== Source data ==

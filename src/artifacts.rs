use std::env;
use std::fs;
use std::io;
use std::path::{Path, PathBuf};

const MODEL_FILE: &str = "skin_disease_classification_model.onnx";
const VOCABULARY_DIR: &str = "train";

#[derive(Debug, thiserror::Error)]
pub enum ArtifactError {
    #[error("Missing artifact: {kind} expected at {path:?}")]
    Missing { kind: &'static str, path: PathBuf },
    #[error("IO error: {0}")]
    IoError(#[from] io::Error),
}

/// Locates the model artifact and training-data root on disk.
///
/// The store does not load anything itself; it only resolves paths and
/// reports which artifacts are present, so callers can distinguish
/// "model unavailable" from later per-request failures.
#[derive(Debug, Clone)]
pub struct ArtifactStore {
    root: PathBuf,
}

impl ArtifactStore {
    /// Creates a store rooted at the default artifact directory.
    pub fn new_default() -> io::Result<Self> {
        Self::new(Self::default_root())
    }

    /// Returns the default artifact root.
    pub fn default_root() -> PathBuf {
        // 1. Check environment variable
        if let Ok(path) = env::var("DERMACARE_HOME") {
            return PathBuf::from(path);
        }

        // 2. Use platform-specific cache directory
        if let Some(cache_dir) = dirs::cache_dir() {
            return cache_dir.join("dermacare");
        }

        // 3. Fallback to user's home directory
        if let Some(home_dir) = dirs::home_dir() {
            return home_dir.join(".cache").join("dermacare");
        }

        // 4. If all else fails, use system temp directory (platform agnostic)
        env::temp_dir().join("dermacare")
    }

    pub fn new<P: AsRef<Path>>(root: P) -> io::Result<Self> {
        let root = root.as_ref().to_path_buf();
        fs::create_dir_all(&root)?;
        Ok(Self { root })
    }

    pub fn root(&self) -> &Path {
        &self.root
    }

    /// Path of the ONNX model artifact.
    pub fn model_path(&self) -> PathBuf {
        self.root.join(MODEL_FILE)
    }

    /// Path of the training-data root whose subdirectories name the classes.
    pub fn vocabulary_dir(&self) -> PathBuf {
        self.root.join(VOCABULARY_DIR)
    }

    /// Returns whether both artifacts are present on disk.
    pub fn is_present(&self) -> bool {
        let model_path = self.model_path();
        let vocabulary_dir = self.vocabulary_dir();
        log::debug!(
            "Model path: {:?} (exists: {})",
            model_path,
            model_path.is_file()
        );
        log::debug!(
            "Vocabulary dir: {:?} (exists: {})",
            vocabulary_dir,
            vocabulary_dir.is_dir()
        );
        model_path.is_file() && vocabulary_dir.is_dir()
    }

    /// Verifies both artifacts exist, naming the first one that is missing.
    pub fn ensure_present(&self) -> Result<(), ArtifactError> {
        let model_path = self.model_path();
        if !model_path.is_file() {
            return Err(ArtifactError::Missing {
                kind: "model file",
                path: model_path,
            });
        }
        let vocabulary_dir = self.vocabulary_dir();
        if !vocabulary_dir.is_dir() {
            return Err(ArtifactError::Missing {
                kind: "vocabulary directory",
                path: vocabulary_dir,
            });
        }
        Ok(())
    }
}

== What you need to do ==
Copy word for word the stretch of entries above from the line that has "pub fn new_default()" through the line that has "Check environment variable", both ends included, and nothing outside it.

== Solution to this task ==
    pub fn new_default() -> io::Result<Self> {
        Self::new(Self::default_root())
    }

    /// Returns the default artifact root.
    pub fn default_root() -> PathBuf {
        // 1. Check environment variable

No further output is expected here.